The information ratio for Gamma Goblin stands at 1.21, significantly ahead of the benchmark’s 0.63%. Gamma Goblin, in many ways, has been running a marathon—a slow and steady pace, while the competition occasionally surges ahead. But just as in calculus, where the slope of the curve may change at various points, it’s the area under the curve that matters. The QQQ may have had a steeper slope this month, but the cumulative advantage we’ve built with Gamma Goblin has ensured we stay ahead, a position we intend to maintain.

What’s particularly notable is that we’re only 40% invested in the market on average, with 60% in cash generating returns of its own. We don’t include these cash returns in our performance reporting, since if they were to make or break our results, it would be all for naught. To calculate the Sharpe ratio, one would subtract the risk-free rate, but this cash information allows readers to estimate it themselves. With proprietary capital in play, our focus remains firmly on generating profits. Although we keep our reporting straightforward, transparency is key, and we will continue to clearly communicate our progress.

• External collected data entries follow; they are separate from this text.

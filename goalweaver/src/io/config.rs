//! Run configuration (TOML).

use std::fs;
use std::path::{Path, PathBuf};
use std::time::Duration;

use anyhow::{Context, Result, anyhow};
use serde::{Deserialize, Serialize};

use crate::core::planner::BatchOrder;

/// Ready-set ordering selectable from config.
#[derive(Debug, Clone, Copy, Default, PartialEq, Eq, Serialize, Deserialize)]
#[serde(rename_all = "lowercase")]
pub enum OrderKind {
    #[default]
    Insertion,
    Priority,
}

impl From<OrderKind> for BatchOrder {
    fn from(kind: OrderKind) -> Self {
        match kind {
            OrderKind::Insertion => BatchOrder::Insertion,
            OrderKind::Priority => BatchOrder::Priority,
        }
    }
}

/// Orchestrator configuration.
///
/// Missing fields take their defaults, so an empty file is valid.
#[derive(Debug, Clone, Serialize, Deserialize, PartialEq, Eq)]
#[serde(default)]
pub struct WeaverConfig {
    /// Flush target for the persisted state.
    pub state_file: PathBuf,

    /// Concurrency bound per iteration.
    pub batch_size: usize,

    /// Consecutive empty batches tolerated before the stall failsafe fires.
    pub stall_threshold: u32,

    /// Wall-clock budget for one dispatched batch.
    pub batch_timeout_secs: u64,

    /// Failed flushes the whole run tolerates before reporting a fault.
    pub flush_retries: u32,

    pub order: OrderKind,

    /// Apply planner rewrites (smaller batches after failures).
    pub adaptive_batch: bool,
}

impl Default for WeaverConfig {
    fn default() -> Self {
        Self {
            state_file: PathBuf::from("state.json"),
            batch_size: 3,
            stall_threshold: 1,
            batch_timeout_secs: 300,
            flush_retries: 3,
            order: OrderKind::Insertion,
            adaptive_batch: false,
        }
    }
}

impl WeaverConfig {
    pub fn validate(&self) -> Result<()> {
        if self.state_file.as_os_str().is_empty() {
            return Err(anyhow!("state_file must not be empty"));
        }
        if self.batch_size == 0 {
            return Err(anyhow!("batch_size must be > 0"));
        }
        if self.stall_threshold == 0 {
            return Err(anyhow!("stall_threshold must be > 0"));
        }
        if self.batch_timeout_secs == 0 {
            return Err(anyhow!("batch_timeout_secs must be > 0"));
        }
        Ok(())
    }

    pub fn batch_timeout(&self) -> Duration {
        Duration::from_secs(self.batch_timeout_secs)
    }
}

/// Load config from a TOML file.
///
/// If the file is missing, returns `WeaverConfig::default()`.
pub fn load_config(path: &Path) -> Result<WeaverConfig> {
    if !path.exists() {
        let cfg = WeaverConfig::default();
        cfg.validate()?;
        return Ok(cfg);
    }
    let contents = fs::read_to_string(path).with_context(|| format!("read {}", path.display()))?;
    let cfg: WeaverConfig =
        toml::from_str(&contents).with_context(|| format!("parse {}", path.display()))?;
    cfg.validate()
        .with_context(|| format!("validate {}", path.display()))?;
    Ok(cfg)
}

/// Atomically write config to disk (temp file + rename).
pub fn write_config(path: &Path, cfg: &WeaverConfig) -> Result<()> {
    cfg.validate()?;
    let mut buf = toml::to_string_pretty(cfg).context("serialize config toml")?;
    buf.push('\n');
    if let Some(parent) = path.parent() {
        fs::create_dir_all(parent)
            .with_context(|| format!("create directory {}", parent.display()))?;
    }
    let tmp_path = path.with_extension("toml.tmp");
    fs::write(&tmp_path, buf)
        .with_context(|| format!("write temp config {}", tmp_path.display()))?;
    fs::rename(&tmp_path, path).with_context(|| format!("replace config {}", path.display()))?;
    Ok(())
}

#[cfg(test)]
mod tests {
    use super::*;

    #[test]
    fn load_missing_returns_default() {
        let temp = tempfile::tempdir().expect("tempdir");
        let cfg = load_config(&temp.path().join("missing.toml")).expect("load");
        assert_eq!(cfg, WeaverConfig::default());
        assert_eq!(cfg.batch_size, 3);
        assert_eq!(cfg.stall_threshold, 1);
    }

    #[test]
    fn write_then_load_round_trips() {
        let temp = tempfile::tempdir().expect("tempdir");
        let path = temp.path().join("weaver.toml");
        let cfg = WeaverConfig {
            batch_size: 5,
            order: OrderKind::Priority,
            adaptive_batch: true,
            ..WeaverConfig::default()
        };
        write_config(&path, &cfg).expect("write");
        let loaded = load_config(&path).expect("load");
        assert_eq!(loaded, cfg);
    }

    #[test]
    fn partial_file_fills_defaults() {
        let temp = tempfile::tempdir().expect("tempdir");
        let path = temp.path().join("weaver.toml");
        fs::write(&path, "batch_size = 7\norder = \"priority\"\n").expect("write");
        let cfg = load_config(&path).expect("load");
        assert_eq!(cfg.batch_size, 7);
        assert_eq!(cfg.order, OrderKind::Priority);
        assert_eq!(cfg.state_file, PathBuf::from("state.json"));
    }

    #[test]
    fn zero_batch_size_is_rejected() {
        let temp = tempfile::tempdir().expect("tempdir");
        let path = temp.path().join("weaver.toml");
        fs::write(&path, "batch_size = 0\n").expect("write");
        let err = load_config(&path).expect_err("invalid");
        assert!(format!("{err:#}").contains("batch_size must be > 0"));
    }
}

R&D Update: Tackling the Hard and Easy Problems

On the research front, we’ve been focusing on some hard questions in both finance and broader scientific endeavours. AI developments, particularly the latest from OpenAI, have prompted us to re-evaluate how we approach these challenges. A particularly compelling article that has shaped our thinking is “Artificial Intelligence for Science: The Easy and Hard Problems” (link to article).

We’re committed to tackling the hard problems ourselves, while acknowledging that automation and AI will increasingly handle the easier tasks. This aligns well with Steve Jobs’ “100x theory”—the idea that the right tools can multiply an individual’s productivity exponentially. We believe that these AI-driven tools will only enhance our research capabilities moving forward.

In our R&D efforts, we are focusing on three main areas: refining our asset allocation quant strategies, optimising intra-market option arbitrage, and exploring an advanced version of Gamma Goblin that estimates predictable convexity in a new, more efficient way. These three areas form the backbone of our ongoing work, and we are confident that they will position us to remain at the forefront of strategy development.

Sage: Reflecting on the Setback

September posed a challenge for our Sage strategy. Despite efforts to recalibrate by cutting capital and tripling the number of positions, Sage unfortunately posted a loss of -1.8%, while its benchmarks—GVIP and SPY—rose by 4.5% and 2.9%, respectively. It’s important to note that Sage is a strategy we have invested in, but it was not developed in-house. We’re working closely with the strategy’s manager to help improve its performance and ensure it aligns with our broader objectives.

That said, setbacks like these are part of the process. We will reduce the allocation further and continue to refine the approach. There’s no shame in reflecting on what didn’t work—indeed, this is often where the most valuable insights come from. We’re even considering adding an RIP section to the website, not to bury strategies but to document them for future analysis. The information gleaned from these experiences is immensely valuable and can inform future innovation.

Looking Ahead

We remain as committed as ever to the work we are doing. Even when certain strategies face difficulties, the lessons learned only enhance our ability to build stronger, more effective approaches in the future. As always, we’ll continue to pursue these efforts with care and precision.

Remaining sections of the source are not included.